A few years ago I was accused by a well-respected commentator on the voluntary sector of ‘crying wolf’. I had predicted the closure of some local charities because of austerity. I reflected that maybe my perspective was disproportionately negative as CVS often supports organisations in difficulties.

Let’s flip forward a few years - there is no end of the recession in sight, welfare “reforms” are making life so difficult for many people that a number of Conservative MPs are asking for more money for Universal Credit, and the only growth in banks is in food banks.

There have always been charities and community groups closing and starting up, but this feels different now. Each year we report the CVS Membership in our annual report; for the first time this has started to fall, not because organisations are leaving us, but because there are actual closures.

There have been some very high profile failures - Lifeline and Kid’s Company nationally and Age UK (Newcastle) locally. There have been a relatively small number of mergers. But something new is shifting.

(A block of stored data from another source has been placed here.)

//! milspec-labels - Render compliance labels from batch data
//!
//! A command line tool that renders MIL-STD-129 DoD shipping labels and GHS
//! drum labels from CSV batch data as print-ready PNG or PDF files.

use milspec_labels::{config::Config, error::Result, generator::Generator};
use tracing::{error, info};

fn main() -> Result<()> {
    // Parse configuration and initialize logging
    let config = Config::from_args().unwrap_or_else(|e| {
        eprintln!("Configuration error: {}", e);
        std::process::exit(1);
    });

    info!("Starting label generation...");
    if config.verbose {
        info!("Configuration: {:?}", config);
    }

    // Create and run the generator
    let mut generator = Generator::new(config);

    match generator.run() {
        Ok(()) => {
            let stats = generator.get_generation_stats();
            info!("Generation completed successfully");
            info!("Generated {} labels", stats.labels_generated);

            println!("Generated {} labels", stats.labels_generated);
            if stats.rows_failed > 0 {
                println!("{} rows failed:", stats.rows_failed);
                for failure in generator.failures() {
                    println!("  row {} ({}): {}", failure.row, failure.description, failure.message);
                }
            }
            for warning in &stats.compliance_warnings {
                println!("Warning: {}", warning);
            }
            Ok(())
        }
        Err(e) => {
            error!("Generation failed: {:#}", e);
            eprintln!("Error: {:#}", e);
            std::process::exit(1);
        }
    }
}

We are aware that several organisations are technically alive, but often in a shell form; they have an outer casing but are hollow inside. They have lost workers and are kept going by volunteers and staff working for more hours than they are paid.

Many commentators, including ourselves, and lots of publications, most recently ‘A Quiet Crisis’, have noted the increasingly dire funding position of many local authorities. The Big Lottery Fund has a reduction in available funding. Grant-making Trusts and foundations are oversubscribed. Although organisations are exhorted to be entrepreneurial, it’s hard to generate income when you haven’t got an asset, or your customers have no/ low income. So where is the money to fund organisations going to come from?

There has been a rhetoric that organisations fold because they are badly managed. In some cases this is true, but in many it’s because they just haven’t got enough funding. It isn’t the fault of the trustees / management committee or staff. Costs are constantly rising, needs are growing and the funding gap widens. The UK Inflation calculator is quite frightening as it illustrates current and historic values.

I think the wolf has reached the door now.